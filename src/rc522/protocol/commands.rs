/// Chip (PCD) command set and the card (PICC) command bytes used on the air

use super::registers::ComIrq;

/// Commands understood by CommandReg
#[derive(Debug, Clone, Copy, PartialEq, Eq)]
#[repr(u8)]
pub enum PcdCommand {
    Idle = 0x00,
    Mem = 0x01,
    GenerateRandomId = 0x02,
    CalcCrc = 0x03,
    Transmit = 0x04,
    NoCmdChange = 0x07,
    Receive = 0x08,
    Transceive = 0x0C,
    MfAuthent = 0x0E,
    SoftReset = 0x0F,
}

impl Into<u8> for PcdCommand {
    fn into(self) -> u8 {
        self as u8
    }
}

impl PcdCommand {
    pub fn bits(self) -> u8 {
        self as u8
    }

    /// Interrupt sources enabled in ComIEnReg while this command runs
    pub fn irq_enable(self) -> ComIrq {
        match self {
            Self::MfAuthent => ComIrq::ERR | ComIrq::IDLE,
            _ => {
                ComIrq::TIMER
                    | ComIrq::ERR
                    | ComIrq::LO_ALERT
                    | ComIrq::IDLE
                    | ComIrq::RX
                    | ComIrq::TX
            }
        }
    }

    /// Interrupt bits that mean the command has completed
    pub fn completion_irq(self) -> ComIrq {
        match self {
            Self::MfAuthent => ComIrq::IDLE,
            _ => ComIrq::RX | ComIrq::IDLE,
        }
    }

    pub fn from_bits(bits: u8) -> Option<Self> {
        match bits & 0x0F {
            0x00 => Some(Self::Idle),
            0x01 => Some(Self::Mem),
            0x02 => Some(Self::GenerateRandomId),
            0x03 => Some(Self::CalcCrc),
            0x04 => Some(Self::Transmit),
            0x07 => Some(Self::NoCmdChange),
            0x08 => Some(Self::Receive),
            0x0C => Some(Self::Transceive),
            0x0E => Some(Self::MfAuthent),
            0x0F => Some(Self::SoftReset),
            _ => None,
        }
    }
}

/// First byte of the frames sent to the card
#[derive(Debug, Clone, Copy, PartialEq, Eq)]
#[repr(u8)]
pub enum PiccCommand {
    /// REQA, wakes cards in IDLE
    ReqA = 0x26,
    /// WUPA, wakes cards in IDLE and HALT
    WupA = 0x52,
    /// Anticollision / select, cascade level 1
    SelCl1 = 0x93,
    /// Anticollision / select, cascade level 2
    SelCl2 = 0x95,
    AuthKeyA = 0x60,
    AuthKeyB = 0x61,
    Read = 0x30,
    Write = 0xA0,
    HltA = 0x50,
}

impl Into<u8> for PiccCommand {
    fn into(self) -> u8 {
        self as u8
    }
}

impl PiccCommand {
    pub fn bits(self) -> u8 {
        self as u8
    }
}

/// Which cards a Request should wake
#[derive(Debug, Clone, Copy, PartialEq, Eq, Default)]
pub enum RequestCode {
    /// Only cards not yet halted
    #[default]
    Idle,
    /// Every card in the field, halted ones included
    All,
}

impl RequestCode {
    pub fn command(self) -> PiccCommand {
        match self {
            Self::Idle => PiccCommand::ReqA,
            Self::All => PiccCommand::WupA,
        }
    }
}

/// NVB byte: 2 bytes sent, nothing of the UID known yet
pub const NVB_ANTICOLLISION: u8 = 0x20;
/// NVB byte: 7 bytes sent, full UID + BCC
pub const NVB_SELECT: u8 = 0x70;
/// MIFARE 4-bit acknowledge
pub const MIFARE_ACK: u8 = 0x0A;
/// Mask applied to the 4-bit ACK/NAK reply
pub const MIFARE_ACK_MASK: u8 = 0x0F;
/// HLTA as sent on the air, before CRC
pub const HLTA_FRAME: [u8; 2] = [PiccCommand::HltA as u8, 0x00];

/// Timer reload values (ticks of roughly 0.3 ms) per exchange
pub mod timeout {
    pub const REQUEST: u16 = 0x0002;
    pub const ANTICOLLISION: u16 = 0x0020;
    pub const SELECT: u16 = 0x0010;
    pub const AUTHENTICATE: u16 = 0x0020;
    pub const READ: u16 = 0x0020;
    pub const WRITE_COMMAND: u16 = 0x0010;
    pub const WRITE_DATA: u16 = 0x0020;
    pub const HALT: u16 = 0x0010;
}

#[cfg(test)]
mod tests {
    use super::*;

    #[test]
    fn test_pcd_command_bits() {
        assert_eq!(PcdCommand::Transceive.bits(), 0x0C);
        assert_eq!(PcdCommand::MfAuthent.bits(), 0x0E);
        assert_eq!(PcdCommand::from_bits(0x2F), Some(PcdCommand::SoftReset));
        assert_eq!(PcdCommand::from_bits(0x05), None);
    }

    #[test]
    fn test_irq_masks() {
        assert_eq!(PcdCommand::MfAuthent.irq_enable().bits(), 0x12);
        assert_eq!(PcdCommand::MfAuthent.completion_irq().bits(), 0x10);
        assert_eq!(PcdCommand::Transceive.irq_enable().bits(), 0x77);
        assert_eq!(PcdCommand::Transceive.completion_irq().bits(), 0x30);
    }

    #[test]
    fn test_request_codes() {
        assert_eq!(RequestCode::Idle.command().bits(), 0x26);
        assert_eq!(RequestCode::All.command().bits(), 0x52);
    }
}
* * *
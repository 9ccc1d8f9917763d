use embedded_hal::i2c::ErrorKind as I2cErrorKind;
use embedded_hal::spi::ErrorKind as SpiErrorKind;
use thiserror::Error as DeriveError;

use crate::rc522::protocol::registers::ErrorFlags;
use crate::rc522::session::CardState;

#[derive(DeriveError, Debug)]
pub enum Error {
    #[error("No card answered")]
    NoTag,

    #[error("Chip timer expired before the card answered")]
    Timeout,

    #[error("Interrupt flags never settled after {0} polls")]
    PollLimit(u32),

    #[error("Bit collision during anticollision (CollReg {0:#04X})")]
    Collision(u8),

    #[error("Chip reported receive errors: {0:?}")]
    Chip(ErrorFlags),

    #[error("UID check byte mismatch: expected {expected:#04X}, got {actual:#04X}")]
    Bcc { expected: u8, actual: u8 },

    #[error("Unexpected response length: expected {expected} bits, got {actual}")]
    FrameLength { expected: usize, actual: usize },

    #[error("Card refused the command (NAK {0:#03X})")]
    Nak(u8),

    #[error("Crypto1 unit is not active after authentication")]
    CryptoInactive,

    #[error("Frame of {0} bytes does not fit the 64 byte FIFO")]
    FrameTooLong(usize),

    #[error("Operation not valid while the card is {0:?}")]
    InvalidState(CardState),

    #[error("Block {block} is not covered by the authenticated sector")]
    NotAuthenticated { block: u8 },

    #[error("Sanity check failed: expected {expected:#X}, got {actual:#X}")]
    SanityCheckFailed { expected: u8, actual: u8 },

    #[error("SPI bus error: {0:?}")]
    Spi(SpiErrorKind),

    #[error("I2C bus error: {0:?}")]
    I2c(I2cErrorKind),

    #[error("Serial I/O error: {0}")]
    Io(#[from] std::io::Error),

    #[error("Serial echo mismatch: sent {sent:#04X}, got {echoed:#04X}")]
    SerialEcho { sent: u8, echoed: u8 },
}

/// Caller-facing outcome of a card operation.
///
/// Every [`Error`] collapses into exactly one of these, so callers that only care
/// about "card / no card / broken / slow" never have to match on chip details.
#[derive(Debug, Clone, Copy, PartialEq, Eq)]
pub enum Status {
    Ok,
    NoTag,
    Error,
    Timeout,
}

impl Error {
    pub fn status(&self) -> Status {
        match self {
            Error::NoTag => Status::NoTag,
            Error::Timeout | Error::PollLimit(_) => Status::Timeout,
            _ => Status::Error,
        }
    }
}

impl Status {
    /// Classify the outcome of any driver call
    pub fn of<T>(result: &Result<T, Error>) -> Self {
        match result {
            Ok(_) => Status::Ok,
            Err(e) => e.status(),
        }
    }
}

-- What you should do --
Copy whichever lines above contain the string "never".

-- Answer section --
    #[error("Interrupt flags never settled after {0} polls")]
/// about "card / no card / broken / slow" never have to match on chip details.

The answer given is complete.